TASK DESCRIPTION ▸ From the entries below, pull out each line where "Send" appears.

RECORDS TO USE ▸
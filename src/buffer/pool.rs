//! Process-wide cache of reusable scratch buffers.
//!
//! Buffers are keyed by element type and [`PoolId`]. A buffer handed out by
//! [`ScratchPool::allocate`] belongs to the caller until it is given back with
//! [`ScratchPool::free`]; the pool never touches its contents.

use super::{AccessHint, AcceleratedBuffer, MemoryPressureLevel};
use crate::compute::DeviceElement;
use crate::error::MemoryKind;
use std::any::{Any, TypeId};
use std::collections::HashMap;
use std::sync::{Mutex, OnceLock};

/// Identifier of one free list
#[derive(Debug, Clone, Copy, PartialEq, Eq, Hash, PartialOrd, Ord)]
pub struct PoolId(pub u16);

impl PoolId {
    /// General host-side temporaries
    pub const SCRATCH: PoolId = PoolId(0);
    /// FFT input/output staging
    pub const FFT: PoolId = PoolId(1);
    /// Temporaries shared between host and device
    pub const DEVICE_STAGING: PoolId = PoolId(2);
}

#[derive(Debug, Clone, Copy)]
struct PoolHints {
    cpu: AccessHint,
    gpu: AccessHint,
}

#[derive(Default)]
struct PoolInner {
    pools: HashMap<PoolId, PoolHints>,
    free: HashMap<(TypeId, PoolId), Vec<Box<dyn Any + Send>>>,
}

impl PoolInner {
    fn cached_count(&self) -> usize {
        self.free.values().map(Vec::len).sum()
    }
}

/// Statistics of a pool instance
#[derive(Debug, Clone, Copy, Default, PartialEq, Eq)]
pub struct PoolStats {
    pub cached: usize,
    pub pools: usize,
}

pub struct ScratchPool {
    inner: Mutex<PoolInner>,
}

static GLOBAL_POOL: OnceLock<ScratchPool> = OnceLock::new();

impl Default for ScratchPool {
    fn default() -> Self {
        Self::new()
    }
}

impl ScratchPool {
    /// Pool with the built-in ids registered
    pub fn new() -> Self {
        let pool = Self {
            inner: Mutex::new(PoolInner::default()),
        };
        pool.register_pool(PoolId::SCRATCH, AccessHint::Likely, AccessHint::Unlikely);
        pool.register_pool(PoolId::FFT, AccessHint::Likely, AccessHint::Unlikely);
        pool.register_pool(PoolId::DEVICE_STAGING, AccessHint::Likely, AccessHint::Likely);
        pool
    }

    /// The process-wide pool. [`super::notify_memory_pressure`] always drains it.
    pub fn global() -> &'static ScratchPool {
        GLOBAL_POOL.get_or_init(ScratchPool::new)
    }

    fn lock(&self) -> std::sync::MutexGuard<'_, PoolInner> {
        self.inner.lock().unwrap_or_else(|e| e.into_inner())
    }

    /// Register a pool id with the hints fresh buffers receive
    pub fn register_pool(&self, id: PoolId, cpu: AccessHint, gpu: AccessHint) {
        self.lock().pools.insert(id, PoolHints { cpu, gpu });
    }

    pub fn is_registered(&self, id: PoolId) -> bool {
        self.lock().pools.contains_key(&id)
    }

    /// Take a buffer from the free list, or build a fresh one
    pub fn allocate<T: DeviceElement>(&self, id: PoolId) -> AcceleratedBuffer<T> {
        let mut inner = self.lock();
        let Some(hints) = inner.pools.get(&id).copied() else {
            tracing::error!("allocate from unregistered scratch pool {:?}", id);
            return AcceleratedBuffer::new();
        };

        if let Some(list) = inner.free.get_mut(&(TypeId::of::<T>(), id)) {
            while let Some(boxed) = list.pop() {
                if let Ok(buf) = boxed.downcast::<AcceleratedBuffer<T>>() {
                    return *buf;
                }
            }
        }
        AcceleratedBuffer::with_hints(hints.cpu, hints.gpu)
    }

    /// Return a buffer to its free list. Unknown ids drop the buffer.
    pub fn free<T: DeviceElement>(&self, buffer: AcceleratedBuffer<T>, id: PoolId) {
        let mut inner = self.lock();
        if !inner.pools.contains_key(&id) {
            tracing::error!("free to unregistered scratch pool {:?}; dropping buffer", id);
            return;
        }
        inner
            .free
            .entry((TypeId::of::<T>(), id))
            .or_default()
            .push(Box::new(buffer));
    }

    /// Drop every cached buffer. Returns `true` if anything was released.
    pub fn on_memory_pressure(
        &self,
        level: MemoryPressureLevel,
        kind: MemoryKind,
        requested_bytes: usize,
    ) -> bool {
        let dropped: Vec<Box<dyn Any + Send>> = {
            let mut inner = self.lock();
            inner.free.drain().flat_map(|(_, list)| list).collect()
        };
        if dropped.is_empty() {
            return false;
        }
        tracing::info!(
            "Scratch pool released {} buffers ({:?} pressure on {} memory, {} bytes requested)",
            dropped.len(),
            level,
            kind,
            requested_bytes
        );
        true
    }

    pub fn stats(&self) -> PoolStats {
        let inner = self.lock();
        PoolStats {
            cached: inner.cached_count(),
            pools: inner.pools.len(),
        }
    }
}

TASK ANSWER ▸
    free: HashMap<(TypeId, PoolId), Vec<Box<dyn Any + Send>>>,
        let dropped: Vec<Box<dyn Any + Send>> = {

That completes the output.